January Newsletter: Facebook Graph Search: Groundbreaking or Overhyped?

January 24th, 2013 No comments

Earlier this month, Facebook announced a new feature called “Graph Search,” currently in beta, which will allow users to run searches on information specific to Facebook and thus off-limits to Google, Yahoo, or Bing.  Graph Search will let you, for example, search for which restaurants your friends who live in San Francisco have visited.  You’ll be able to search for friends of friends who work for a particular company.  You’ll even have the ability to find which bands your friends Mary and John both like, prior to setting them up on a blind date.

Currently, Facebook handles about 1 billion search queries per day (roughly a fifth of Google’s volume), although most of those are probably for specific people or business pages.  If Facebook can change our collective searching habits, it may well steal some search market share from Google.  But it’ll have to do one thing first. Read more…

Categories: Newsletters, Social Media Tags:

Facebook Ad Optimization: Handle With Care

August 6th, 2012 No comments
There’s been a lot of hubbub surrounding the public legitimacy of Facebook lately, ever since their disastrous IPO back

in May, which left many a Wall Street investor and main street marketer wearily scratching their heads. Read more…

Categories: Social Media Tags: ,

March Newsletter: Facebook Premium Ads: Have They Gone Too Far?

March 28th, 2012 1 comment

Facebook’s new Premium Ads are a boon to marketers, who now have a way to slyly insert their ads into the news feeds of non-fans.  The way it works is that companies can turn a post on their Facebook page into a “sponsored story.”   Before, these advertisements would appear among other ads in the right hand column for fans.  Now they can also appear directly in fans’ news feeds as “featured stories”.  And if the fan interacts with the featured story by commenting on it or liking it, the ad will then also appear in their friends’ news feeds.

Over half of Facebook’s users access the system via a mobile device.  Previously, there was no way to serve up ads to these 425 million people (source).  Now that the ads are actually in

the news feed instead of on the right rail, they are suddenly visible to mobile users.

In addition, Facebook has shrunk the size of regular ads on the right rail so they can squeeze in seven instead of the former six.  And they’ve begun selling the real estate on the page that appears after users log out.  These are very large ads that can include video.  Since Facebook is preparing for an IPO soon, it appears they’re attempting to squeeze every nickel out of the platform that they can.

Will Facebook users object?  Will they notice that the “posts” appearing in their news feeds from trusted brands are often actually ads?  Will they care that their friends will see ads from brands that they like?  Will the friends have any idea that they’re reading ads-disguised-as-posts based on their friends’ behavior?  Will anyone care? Read more…
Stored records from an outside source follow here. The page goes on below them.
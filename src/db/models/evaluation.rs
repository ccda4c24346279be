use crate::db::enums::EvaluationKind;
use diesel::prelude::*;
use serde::{Deserialize, Serialize};
use uuid::Uuid;

/// A rated checkpoint assessment from one side of a mentorship. At most one
/// per (mentorship, kind, evaluator).
#[derive(Queryable, Selectable, Serialize, Deserialize, Clone, Debug)]
#[diesel(table_name = crate::schema::evaluations)]
#[diesel(check_for_backend(diesel::pg::Pg))]
pub struct Evaluation {
    pub id: Uuid,
    pub mentorship_id: Uuid,
    pub program_id: Option<Uuid>,
    pub kind: EvaluationKind,
    pub evaluator_id: Uuid,
    pub is_mentor: bool,
    pub rating: i32,
    pub communication_rating: i32,
    pub helpfulness_rating: i32,
    pub feedback: Option<String>,
    pub created_at: chrono::DateTime<chrono::Utc>,
}

#[derive(Insertable)]
#[diesel(table_name = crate::schema::evaluations)]
pub struct NewEvaluation {
    pub mentorship_id: Uuid,
    pub program_id: Option<Uuid>,
    pub kind: EvaluationKind,
    pub evaluator_id: Uuid,
    pub is_mentor: bool,
    pub rating: i32,
    pub communication_rating: i32,
    pub helpfulness_rating: i32,
    pub feedback: Option<String>,
}
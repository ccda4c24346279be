pub mod config;
pub mod db;
pub mod error;
pub mod middleware;
pub mod notifications;
pub mod routes;
pub mod schema;
pub mod services;
pub mod validation;

use crate::config::Config;
use crate::db::DbPool;
use crate::notifications::Notifier;
use std::sync::Arc;

#[derive(Clone)]
pub struct AppState {
    pub db: DbPool,
    pub config: Arc<Config>,
    pub notifier: Notifier,
}

impl AppState {
    pub fn new(db: DbPool, config: Config, notifier: Notifier) -> Self {
        Self {
            db,
            config: Arc::new(config),
            notifier,
        }
    }
}

pub fn init_tracing(config: &Config) {
    let level_filter = match config.log_level.as_str() {
        "trace" => "trace",
        "debug" => "debug",
        "info" => "info",
        "warn" => "warn",
        "error" => "error",
        _ => "info",
    };

    unsafe {
        std::env::set_var("RUST_LOG", level_filter);
    }

    match config.log_format.as_str() {
        "json" => {
            tracing_subscriber::fmt()
                .json()
                .init();
        },
        _ => {
            tracing_subscriber::fmt()
                .init();
        }
    }
}
use axum::{
    Json,
    extract::{Query, State},
    response::IntoResponse,
};
use serde::Deserialize;
use uuid::Uuid;

use crate::{
    AppState,
    db::models::api::ApiResponse,
    error::AppError,
    services::AnalyticsService,
};

#[derive(Deserialize)]
pub struct AnalyticsQuery {
    pub cycle_id: Option<Uuid>,
}

pub async fn get_mentorship_progress(
    State(state): State<AppState>,
    Query(query): Query<AnalyticsQuery>,
) -> Result<impl IntoResponse, AppError> {
    let mut conn = state.db.get()?;
    let reports = AnalyticsService::mentorship_progress(&mut conn, query.cycle_id)?;
    Ok(Json(ApiResponse::success(
        reports,
        "Mentorship progress retrieved successfully",
    )))
}

pub async fn get_mentorship_analytics(
    State(state): State<AppState>,
    Query(query): Query<AnalyticsQuery>,
) -> Result<impl IntoResponse, AppError> {
    let mut conn = state.db.get()?;
    let summary = AnalyticsService::summary(&mut conn, query.cycle_id)?;
    Ok(Json(ApiResponse::success(
        summary,
        "Mentorship analytics retrieved successfully",
    )))
}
Categories: Newsletters, User Experience Tags:

Move Over Google – There's a New Evil Kid In Town

March 6th, 2012 1 comment

Google’s “Don’t Be Evil” motto has been quite a punchline for years, as Google continues to find new and creative ways to separate advertisers from their money. It appears that Facebook has taken a page from Google’s playbook:

  • Cr

    eate Unique, Quality Relevant Content (the best search engine / the best social media site)

  • Get People Totally Hooked (70%+ market share / 850 million users worldwide)
  • Get Brands Totally Hooked on Free Exposure (SEO / Facebook’s brand pages)
  • Severely Limit Free Exposure (more paid ads, Google Places & other content in the search engine results that push down regular organic listings / “Edgerank” & the new Timeline for Pages)
  • Force Companies to cialis canadian pharmacy Pay for Exposure (PPC ads for both

    Google & Facebook)

First, Facebook’s EdgeRank algorithm started limiting how many of a company’s fans to see its posts in their newsfeeds. Now, with the rollout of Timeline for Pages, businesses can’t have fans land immediately on their branded content, game, poll or whatever. Fans will instead have to click on a tab to bypass the new timeline home page.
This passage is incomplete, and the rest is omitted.